:: Dataset entries

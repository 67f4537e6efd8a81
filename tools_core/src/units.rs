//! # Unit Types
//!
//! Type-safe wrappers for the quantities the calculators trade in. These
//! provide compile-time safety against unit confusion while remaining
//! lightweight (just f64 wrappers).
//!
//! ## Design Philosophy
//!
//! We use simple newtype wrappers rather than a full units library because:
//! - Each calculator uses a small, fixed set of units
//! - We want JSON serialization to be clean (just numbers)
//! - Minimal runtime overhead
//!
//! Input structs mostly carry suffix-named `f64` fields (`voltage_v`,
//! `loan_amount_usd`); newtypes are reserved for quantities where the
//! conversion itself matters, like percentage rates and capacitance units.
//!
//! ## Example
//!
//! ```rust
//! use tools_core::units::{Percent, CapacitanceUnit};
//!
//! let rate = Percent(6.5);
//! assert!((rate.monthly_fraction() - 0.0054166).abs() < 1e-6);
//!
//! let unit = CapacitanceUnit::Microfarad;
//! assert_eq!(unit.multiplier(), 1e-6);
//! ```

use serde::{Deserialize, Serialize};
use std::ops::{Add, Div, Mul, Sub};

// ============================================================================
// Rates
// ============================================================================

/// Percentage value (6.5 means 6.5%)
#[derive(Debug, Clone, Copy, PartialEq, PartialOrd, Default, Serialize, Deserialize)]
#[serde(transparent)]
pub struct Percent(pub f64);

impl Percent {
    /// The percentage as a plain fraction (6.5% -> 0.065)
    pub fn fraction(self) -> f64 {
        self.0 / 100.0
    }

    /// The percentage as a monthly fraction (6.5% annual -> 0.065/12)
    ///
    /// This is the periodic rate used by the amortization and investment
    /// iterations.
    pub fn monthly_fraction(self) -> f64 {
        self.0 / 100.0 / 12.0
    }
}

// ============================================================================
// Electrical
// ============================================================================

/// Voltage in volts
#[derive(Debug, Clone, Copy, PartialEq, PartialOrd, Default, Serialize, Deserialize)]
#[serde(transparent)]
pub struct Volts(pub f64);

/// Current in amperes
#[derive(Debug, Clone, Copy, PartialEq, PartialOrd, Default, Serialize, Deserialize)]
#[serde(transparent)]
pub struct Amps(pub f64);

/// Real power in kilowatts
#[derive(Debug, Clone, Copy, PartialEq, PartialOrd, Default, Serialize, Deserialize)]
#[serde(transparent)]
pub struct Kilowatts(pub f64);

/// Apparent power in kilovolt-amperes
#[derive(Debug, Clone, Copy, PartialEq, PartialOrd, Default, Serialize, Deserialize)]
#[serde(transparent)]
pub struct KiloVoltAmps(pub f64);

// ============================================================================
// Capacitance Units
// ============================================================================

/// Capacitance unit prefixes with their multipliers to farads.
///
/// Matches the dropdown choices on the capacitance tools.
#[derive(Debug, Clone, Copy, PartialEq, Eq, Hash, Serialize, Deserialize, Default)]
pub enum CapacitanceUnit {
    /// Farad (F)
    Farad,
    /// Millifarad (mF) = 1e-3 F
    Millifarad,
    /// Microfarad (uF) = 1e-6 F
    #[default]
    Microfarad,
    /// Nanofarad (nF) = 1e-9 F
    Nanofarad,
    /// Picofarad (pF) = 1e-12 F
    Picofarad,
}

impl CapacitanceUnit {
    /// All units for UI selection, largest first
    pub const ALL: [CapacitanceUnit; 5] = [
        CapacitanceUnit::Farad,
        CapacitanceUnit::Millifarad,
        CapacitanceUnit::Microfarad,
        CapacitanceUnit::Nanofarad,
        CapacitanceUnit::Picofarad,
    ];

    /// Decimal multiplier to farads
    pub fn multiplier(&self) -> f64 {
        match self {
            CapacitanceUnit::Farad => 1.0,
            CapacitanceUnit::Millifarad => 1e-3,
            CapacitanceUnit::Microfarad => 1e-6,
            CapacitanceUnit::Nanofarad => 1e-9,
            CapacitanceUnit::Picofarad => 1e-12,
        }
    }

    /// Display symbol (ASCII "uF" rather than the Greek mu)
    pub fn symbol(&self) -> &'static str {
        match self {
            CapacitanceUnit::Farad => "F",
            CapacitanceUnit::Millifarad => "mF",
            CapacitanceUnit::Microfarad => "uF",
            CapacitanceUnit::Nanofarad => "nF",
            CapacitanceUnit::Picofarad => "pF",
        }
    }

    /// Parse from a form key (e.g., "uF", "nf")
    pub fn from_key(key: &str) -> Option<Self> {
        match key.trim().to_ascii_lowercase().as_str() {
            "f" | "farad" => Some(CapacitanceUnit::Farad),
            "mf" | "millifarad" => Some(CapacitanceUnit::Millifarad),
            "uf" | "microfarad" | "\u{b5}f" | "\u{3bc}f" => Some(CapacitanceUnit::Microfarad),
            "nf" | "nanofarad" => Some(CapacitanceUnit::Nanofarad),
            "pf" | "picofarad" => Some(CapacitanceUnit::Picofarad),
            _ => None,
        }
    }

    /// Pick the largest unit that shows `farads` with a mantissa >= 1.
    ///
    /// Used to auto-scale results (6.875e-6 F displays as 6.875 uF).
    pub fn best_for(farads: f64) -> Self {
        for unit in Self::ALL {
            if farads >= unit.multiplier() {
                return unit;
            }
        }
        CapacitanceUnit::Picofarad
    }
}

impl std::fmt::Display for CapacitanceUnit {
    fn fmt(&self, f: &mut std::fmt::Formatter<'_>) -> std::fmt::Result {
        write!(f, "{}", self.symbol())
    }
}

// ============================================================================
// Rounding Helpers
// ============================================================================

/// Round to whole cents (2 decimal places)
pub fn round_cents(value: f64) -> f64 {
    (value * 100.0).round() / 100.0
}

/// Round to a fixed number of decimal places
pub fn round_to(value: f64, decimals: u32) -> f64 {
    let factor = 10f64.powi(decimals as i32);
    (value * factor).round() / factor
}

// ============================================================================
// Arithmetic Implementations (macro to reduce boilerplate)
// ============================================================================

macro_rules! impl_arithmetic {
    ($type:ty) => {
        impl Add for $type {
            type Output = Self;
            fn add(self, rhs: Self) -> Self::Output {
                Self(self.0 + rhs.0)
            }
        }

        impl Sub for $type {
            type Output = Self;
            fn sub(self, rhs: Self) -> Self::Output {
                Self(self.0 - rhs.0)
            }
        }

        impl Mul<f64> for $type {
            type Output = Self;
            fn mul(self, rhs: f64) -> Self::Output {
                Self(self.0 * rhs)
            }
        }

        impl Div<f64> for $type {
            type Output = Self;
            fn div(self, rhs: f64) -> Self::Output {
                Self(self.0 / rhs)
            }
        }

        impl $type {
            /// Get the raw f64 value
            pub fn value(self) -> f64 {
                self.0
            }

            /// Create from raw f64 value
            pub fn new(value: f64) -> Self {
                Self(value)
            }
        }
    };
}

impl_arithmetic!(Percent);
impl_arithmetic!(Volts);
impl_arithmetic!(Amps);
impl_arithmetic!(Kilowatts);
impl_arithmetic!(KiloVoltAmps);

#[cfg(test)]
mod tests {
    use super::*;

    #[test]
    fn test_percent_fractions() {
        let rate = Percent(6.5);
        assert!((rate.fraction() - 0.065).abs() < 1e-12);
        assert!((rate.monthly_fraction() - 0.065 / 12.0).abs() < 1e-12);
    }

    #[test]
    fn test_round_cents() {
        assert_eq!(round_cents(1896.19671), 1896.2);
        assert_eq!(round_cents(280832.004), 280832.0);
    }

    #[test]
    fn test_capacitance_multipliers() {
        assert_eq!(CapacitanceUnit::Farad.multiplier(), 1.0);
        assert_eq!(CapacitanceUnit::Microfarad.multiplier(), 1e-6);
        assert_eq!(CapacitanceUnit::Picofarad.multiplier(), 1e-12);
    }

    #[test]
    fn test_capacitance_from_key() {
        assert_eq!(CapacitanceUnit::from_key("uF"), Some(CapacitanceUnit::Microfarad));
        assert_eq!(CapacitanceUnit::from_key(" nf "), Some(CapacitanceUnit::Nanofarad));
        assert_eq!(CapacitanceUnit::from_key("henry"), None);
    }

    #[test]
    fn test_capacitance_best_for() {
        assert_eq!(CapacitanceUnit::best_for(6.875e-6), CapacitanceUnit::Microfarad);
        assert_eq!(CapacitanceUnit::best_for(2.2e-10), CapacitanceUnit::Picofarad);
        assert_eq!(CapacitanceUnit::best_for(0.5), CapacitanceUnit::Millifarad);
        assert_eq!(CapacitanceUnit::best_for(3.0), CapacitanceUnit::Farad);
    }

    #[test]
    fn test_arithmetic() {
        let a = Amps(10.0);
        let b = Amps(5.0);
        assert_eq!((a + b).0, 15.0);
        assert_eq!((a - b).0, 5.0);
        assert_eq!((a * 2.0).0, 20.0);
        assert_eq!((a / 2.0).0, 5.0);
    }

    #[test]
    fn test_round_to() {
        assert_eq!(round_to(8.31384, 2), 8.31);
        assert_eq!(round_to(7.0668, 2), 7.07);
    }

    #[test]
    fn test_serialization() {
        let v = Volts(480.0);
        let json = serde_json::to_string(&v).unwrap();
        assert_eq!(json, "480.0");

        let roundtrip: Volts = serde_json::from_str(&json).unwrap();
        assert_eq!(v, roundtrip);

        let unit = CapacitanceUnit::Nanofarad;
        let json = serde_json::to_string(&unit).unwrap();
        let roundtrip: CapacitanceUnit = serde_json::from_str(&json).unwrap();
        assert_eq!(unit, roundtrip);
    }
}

::::

» Directions:
Copy each line of the listing that includes "farads".

» Finished exercise:
/// Capacitance unit prefixes with their multipliers to farads.
    /// Decimal multiplier to farads
    /// Pick the largest unit that shows `farads` with a mantissa >= 1.
    pub fn best_for(farads: f64) -> Self {
            if farads >= unit.multiplier() {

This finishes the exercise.